News 
 National Rural News 
 Opinion 
 Comment 
 Joint ventures in farming 

Joint ventures in farming

08 May, 2009 03:35 PM
TWO’S company, three’s a crowd – but any number is a joint venture.

Farm sales may have cooled in the past few months but there is no doubt that buying a farm is still beyond the reach of most people.

This is one reason why many more farm purchases are being completed by groups of people in various structures. This article broadly discusses factors that need to be considered when buying property as a group.

There is no strict legal definition of a joint venture enterprise, but essentially it consists of two or more parties who are involved in a relationship with a common commercial objective.

By leveraging off each other the parties are together able to enter into transactions which would otherwise be beyond their means or ability, such as the purchase of an expensive farming block.

The downsides are that any rewards which are obtained need to be shared between those parties, and that there is a potential loss of control in how the operation is managed.

One of the key factors in making a joint venture enterprise work is to ensure that there is certainty at the very beginning as to how the enterprise will operate, as well as documenting the mechanisms for making decisions and dealing with any disputes that may arise. First there needs to be a decision made on the type of joint venture which is to be used.

Partnership

Common to many farming

operations is the partnership, which is simply a relationship between two or more people carrying on business in common with a view to profit. All the partners have unlimited joint and several liability for the partnership debts.

They share in the profits (or losses) based on an agreement reached between them, or their share of the partnership. The partnership can be used as a vehicle to split income equally between the partners, and therefore redistribute tax to lower rates, as for example in a ‘husband and wife’ partnership.

The partnership is treated as a separate entity from the partners, in which each partner owns a share. The income is determined at the partnership level and then allocated to the partners. In some cases it is possible to structure a partnership agreement in order to allocate items of income in a more tax-effective way.

Tax losses incurred by a partnership are, in effect, treated as having been incurred by the partners themselves and can be offset without special restrictions against other income, just as if the partner had operated the business directly. The partners do not need to be

individual people but can be other entities, eg: companies.

Limited liability partnership

These partnerships share some of the benefits of both partnerships and corporate structures.
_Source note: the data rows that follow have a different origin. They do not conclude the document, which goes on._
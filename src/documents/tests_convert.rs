use super::{
    convert, convert_file, read_document, write_docx_paragraphs, write_pdf, write_text,
    Conversion, DocError,
};

#[test]
fn docx_to_pdf_keeps_paragraph_order() {
    let dir = tempfile::tempdir().unwrap();
    let input = dir.path().join("in.docx");
    let output = dir.path().join("out.pdf");
    write_docx_paragraphs(&["A", "B"], &input).unwrap();

    let written = convert(&input, &output, Conversion::DocxToPdf).unwrap();
    assert_eq!(written, output);

    let text = read_document(&output).unwrap();
    let a = text.find('A').expect("A missing");
    let b = text.find('B').expect("B missing");
    assert!(a < b, "extracted: {text:?}");
}

#[test]
fn pdf_to_text_and_pdf_to_docx_agree() {
    let dir = tempfile::tempdir().unwrap();
    let source = dir.path().join("source.pdf");
    write_pdf("Quarterly report\nRevenue grew steadily.", &source).unwrap();

    let txt = dir.path().join("out.txt");
    let docx = dir.path().join("out.docx");
    convert(&source, &txt, Conversion::PdfToText).unwrap();
    convert(&source, &docx, Conversion::PdfToDocx).unwrap();

    let from_txt = read_document(&txt).unwrap();
    let from_docx = read_document(&docx).unwrap();
    assert!(from_txt.contains("Quarterly report"));
    assert_eq!(from_txt, from_docx);
}

#[test]
fn pdf_to_docx_writes_one_paragraph_per_page() {
    let dir = tempfile::tempdir().unwrap();
    let source = dir.path().join("two-pages.pdf");
    let content = (0..30).map(|i| format!("line{i:02}")).collect::<Vec<_>>().join("\n");
    write_pdf(&content, &source).unwrap();

    let docx = dir.path().join("pages.docx");
    convert(&source, &docx, Conversion::PdfToDocx).unwrap();
    let paragraphs = super::read_docx_paragraphs(&docx).unwrap();
    assert_eq!(paragraphs.len(), 2);
    assert!(paragraphs[1].contains("line29"));
}

#[test]
fn convert_file_infers_conversion_from_extensions() {
    let dir = tempfile::tempdir().unwrap();
    let input = dir.path().join("in.docx");
    let output = dir.path().join("out.pdf");
    write_docx_paragraphs(&["inferred"], &input).unwrap();

    convert_file(&input, &output).unwrap();
    assert!(read_document(&output).unwrap().contains("inferred"));
}

#[test]
fn unsupported_pair_is_rejected_without_output() {
    let dir = tempfile::tempdir().unwrap();
    let input = dir.path().join("plain.txt");
    let output = dir.path().join("plain.pdf");
    write_text("text body", &input).unwrap();

    let result = convert_file(&input, &output);
    assert_eq!(
        result,
        Err(DocError::UnsupportedConversion { from: "TXT".into(), to: "PDF".into() })
    );
    assert!(!output.exists());
}

#[test]
fn convert_from_missing_source_produces_no_output() {
    let dir = tempfile::tempdir().unwrap();
    let output = dir.path().join("out.txt");

    let result = convert(&dir.path().join("nope.pdf"), &output, Conversion::PdfToText);
    assert!(matches!(result, Err(DocError::NotFound(_))));
    assert!(!output.exists());
}
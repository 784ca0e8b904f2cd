mod health_check;
mod subscribe;
mod subscriptions;
mod unsubscribe;

pub use health_check::health_check;
pub use subscribe::*;
pub use subscriptions::*;
pub use unsubscribe::*;
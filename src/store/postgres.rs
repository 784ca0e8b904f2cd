use std::collections::BTreeMap;

use async_trait::async_trait;
use chrono::Utc;
use sqlx::{postgres::PgRow, PgPool, Row};
use uuid::Uuid;

use crate::domain::{
    new_subscription::{NewSubscription, Provenance},
    pagination::PageRequest,
    subscriber_email::SubscriberEmail,
    subscription::{IntakeOutcome, Subscription},
    subscription_status::SubscriptionStatus,
};
use crate::store::{empty_breakdown, StoreError, SubscriptionStore};

const SUBSCRIPTION_COLUMNS: &str =
    "id, email, status, subscribed_at, ip_address, user_agent, source";

pub struct PostgresSubscriptionStore {
    db_pool: PgPool,
}

impl PostgresSubscriptionStore {
    pub fn new(db_pool: PgPool) -> Self {
        Self { db_pool }
    }
}

#[async_trait]
impl SubscriptionStore for PostgresSubscriptionStore {
    #[tracing::instrument(
        name = "Register a subscription in the database",
        skip(self, new_subscription),
        fields(subscriber_email = %new_subscription.email)
    )]
    async fn register(
        &self,
        new_subscription: &NewSubscription,
    ) -> Result<IntakeOutcome, StoreError> {
        let mut transaction = self.db_pool.begin().await?;

        // The row lock serializes a reactivation against a concurrent one.
        let existing = sqlx::query("SELECT status FROM subscriptions WHERE email = $1 FOR UPDATE")
            .bind(new_subscription.email.as_ref())
            .try_map(|row: PgRow| parse_status(row.try_get("status")?))
            .fetch_optional(&mut transaction)
            .await?;

        let outcome = match existing {
            Some(SubscriptionStatus::Active) => IntakeOutcome::AlreadyActive,
            Some(SubscriptionStatus::Unsubscribed) => {
                let subscription = sqlx::query(&format!(
                    r#"
                    UPDATE subscriptions
                    SET status = 'ACTIVE', subscribed_at = GREATEST(subscribed_at, $2)
                    WHERE email = $1
                    RETURNING {}
                    "#,
                    SUBSCRIPTION_COLUMNS
                ))
                .bind(new_subscription.email.as_ref())
                .bind(Utc::now())
                .try_map(subscription_from_row)
                .fetch_one(&mut transaction)
                .await?;

                IntakeOutcome::Reactivated(subscription)
            }
            None => {
                // A concurrent insert of the same address wins the unique constraint,
                // the loser gets no row back and reports a duplicate.
                let created = sqlx::query(&format!(
                    r#"
                    INSERT INTO subscriptions ({})
                    VALUES ($1, $2, 'ACTIVE', $3, $4, $5, $6)
                    ON CONFLICT (email) DO NOTHING
                    RETURNING {}
                    "#,
                    SUBSCRIPTION_COLUMNS, SUBSCRIPTION_COLUMNS
                ))
                .bind(Uuid::new_v4())
                .bind(new_subscription.email.as_ref())
                .bind(Utc::now())
                .bind(&new_subscription.provenance.ip_address)
                .bind(&new_subscription.provenance.user_agent)
                .bind(&new_subscription.provenance.source)
                .try_map(subscription_from_row)
                .fetch_optional(&mut transaction)
                .await?;

                match created {
                    Some(subscription) => IntakeOutcome::Created(subscription),
                    None => IntakeOutcome::AlreadyActive,
                }
            }
        };

        transaction.commit().await?;

        Ok(outcome)
    }

    #[tracing::instrument(
        name = "Unsubscribe an address in the database",
        skip(self),
        fields(subscriber_email = %email)
    )]
    async fn unsubscribe(&self, email: &SubscriberEmail) -> Result<bool, StoreError> {
        let result = sqlx::query(
            r#"
            UPDATE subscriptions
            SET status = 'UNSUBSCRIBED'
            WHERE email = $1 AND status = 'ACTIVE'
            "#,
        )
        .bind(email.as_ref())
        .execute(&self.db_pool)
        .await?;

        Ok(result.rows_affected() > 0)
    }

    #[tracing::instrument(name = "Find a subscription by email", skip(self))]
    async fn find_by_email(
        &self,
        email: &SubscriberEmail,
    ) -> Result<Option<Subscription>, StoreError> {
        let subscription = sqlx::query(&format!(
            "SELECT {} FROM subscriptions WHERE email = $1",
            SUBSCRIPTION_COLUMNS
        ))
        .bind(email.as_ref())
        .try_map(subscription_from_row)
        .fetch_optional(&self.db_pool)
        .await?;

        Ok(subscription)
    }

    #[tracing::instrument(name = "Count subscriptions with a status", skip(self))]
    async fn count_by_status(&self, status: SubscriptionStatus) -> Result<u64, StoreError> {
        let count: i64 = sqlx::query("SELECT COUNT(*) AS count FROM subscriptions WHERE status = $1")
            .bind(status.as_ref())
            .try_map(|row: PgRow| row.try_get("count"))
            .fetch_one(&self.db_pool)
            .await?;

        Ok(count.max(0) as u64)
    }

    #[tracing::instrument(name = "List a page of subscriptions", skip(self))]
    async fn list(
        &self,
        status: SubscriptionStatus,
        page: &PageRequest,
    ) -> Result<Vec<Subscription>, StoreError> {
        let subscriptions = sqlx::query(&format!(
            r#"
            SELECT {}
            FROM subscriptions
            WHERE status = $1
            ORDER BY subscribed_at DESC
            LIMIT $2 OFFSET $3
            "#,
            SUBSCRIPTION_COLUMNS
        ))
        .bind(status.as_ref())
        .bind(i64::from(page.limit()))
        .bind(page.offset() as i64)
        .try_map(subscription_from_row)
        .fetch_all(&self.db_pool)
        .await?;

        Ok(subscriptions)
    }

    #[tracing::instrument(name = "Count subscriptions per status", skip(self))]
    async fn count_per_status(&self) -> Result<BTreeMap<SubscriptionStatus, u64>, StoreError> {
        let counts = sqlx::query("SELECT status, COUNT(*) AS count FROM subscriptions GROUP BY status")
            .try_map(|row: PgRow| {
                let status = parse_status(row.try_get("status")?)?;
                let count: i64 = row.try_get("count")?;

                Ok((status, count.max(0) as u64))
            })
            .fetch_all(&self.db_pool)
            .await?;

        let mut breakdown = empty_breakdown();
        breakdown.extend(counts);

        Ok(breakdown)
    }
}

fn subscription_from_row(row: PgRow) -> Result<Subscription, sqlx::Error> {
    Ok(Subscription {
        id: row.try_get("id")?,
        email: SubscriberEmail::parse(row.try_get("email")?).map_err(decode_error)?,
        status: parse_status(row.try_get("status")?)?,
        subscribed_at: row.try_get("subscribed_at")?,
        provenance: Provenance {
            ip_address: row.try_get("ip_address")?,
            user_agent: row.try_get("user_agent")?,
            source: row.try_get("source")?,
        },
    })
}

fn parse_status(status: String) -> Result<SubscriptionStatus, sqlx::Error> {
    SubscriptionStatus::parse(status).map_err(decode_error)
}

fn decode_error(message: String) -> sqlx::Error {
    sqlx::Error::Decode(message.into())
}
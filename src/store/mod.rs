use std::collections::BTreeMap;

use async_trait::async_trait;

use crate::domain::{
    new_subscription::NewSubscription,
    pagination::PageRequest,
    subscriber_email::SubscriberEmail,
    subscription::{IntakeOutcome, Subscription},
    subscription_status::SubscriptionStatus,
};

pub mod memory;
pub mod postgres;

pub use memory::InMemorySubscriptionStore;
pub use postgres::PostgresSubscriptionStore;

#[derive(thiserror::Error, Debug)]
pub enum StoreError {
    #[error("Failed to execute a query against the subscriptions table.")]
    Database(#[from] sqlx::Error),
}

/// Persistence for subscriptions.
///
/// Implementations own the uniqueness of the normalized email: `register`
/// must be atomic, so concurrent intakes of one address create a single record.
#[async_trait]
pub trait SubscriptionStore: Send + Sync {
    /// Creates a record, reactivates an unsubscribed one, or reports that the
    /// address is already active without writing anything.
    async fn register(&self, new_subscription: &NewSubscription)
        -> Result<IntakeOutcome, StoreError>;

    /// Flips an active record to unsubscribed. Returns `false` when there was
    /// no active record for the address.
    async fn unsubscribe(&self, email: &SubscriberEmail) -> Result<bool, StoreError>;

    async fn find_by_email(
        &self,
        email: &SubscriberEmail,
    ) -> Result<Option<Subscription>, StoreError>;

    async fn count_by_status(&self, status: SubscriptionStatus) -> Result<u64, StoreError>;

    /// One page of records with `status`, newest activation first.
    async fn list(
        &self,
        status: SubscriptionStatus,
        page: &PageRequest,
    ) -> Result<Vec<Subscription>, StoreError>;

    /// Number of records per status across the whole collection, statuses
    /// without records are reported as zero.
    async fn count_per_status(&self) -> Result<BTreeMap<SubscriptionStatus, u64>, StoreError>;
}

pub(crate) fn empty_breakdown() -> BTreeMap<SubscriptionStatus, u64> {
    SubscriptionStatus::ALL
        .into_iter()
        .map(|status| (status, 0))
        .collect()
}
The limited partnership is like a company in that it has a separate legal personality from its partners. However, while the liability is limited for those who are known as limited partners there is still a requirement to have at least one general partner who is responsible for the management and business of the partnership, and is also jointly and severally liable for all the liabilities of the partnership.

There is no income tax payable by the partnership itself. Instead, there is a flow through to the individual partners as is the case in a normal partnership.

Unincorporated joint venture

Unincorporated joint ventures are frequently treated as partnerships for legal purposes, if the business is carried on with a common view to a profit.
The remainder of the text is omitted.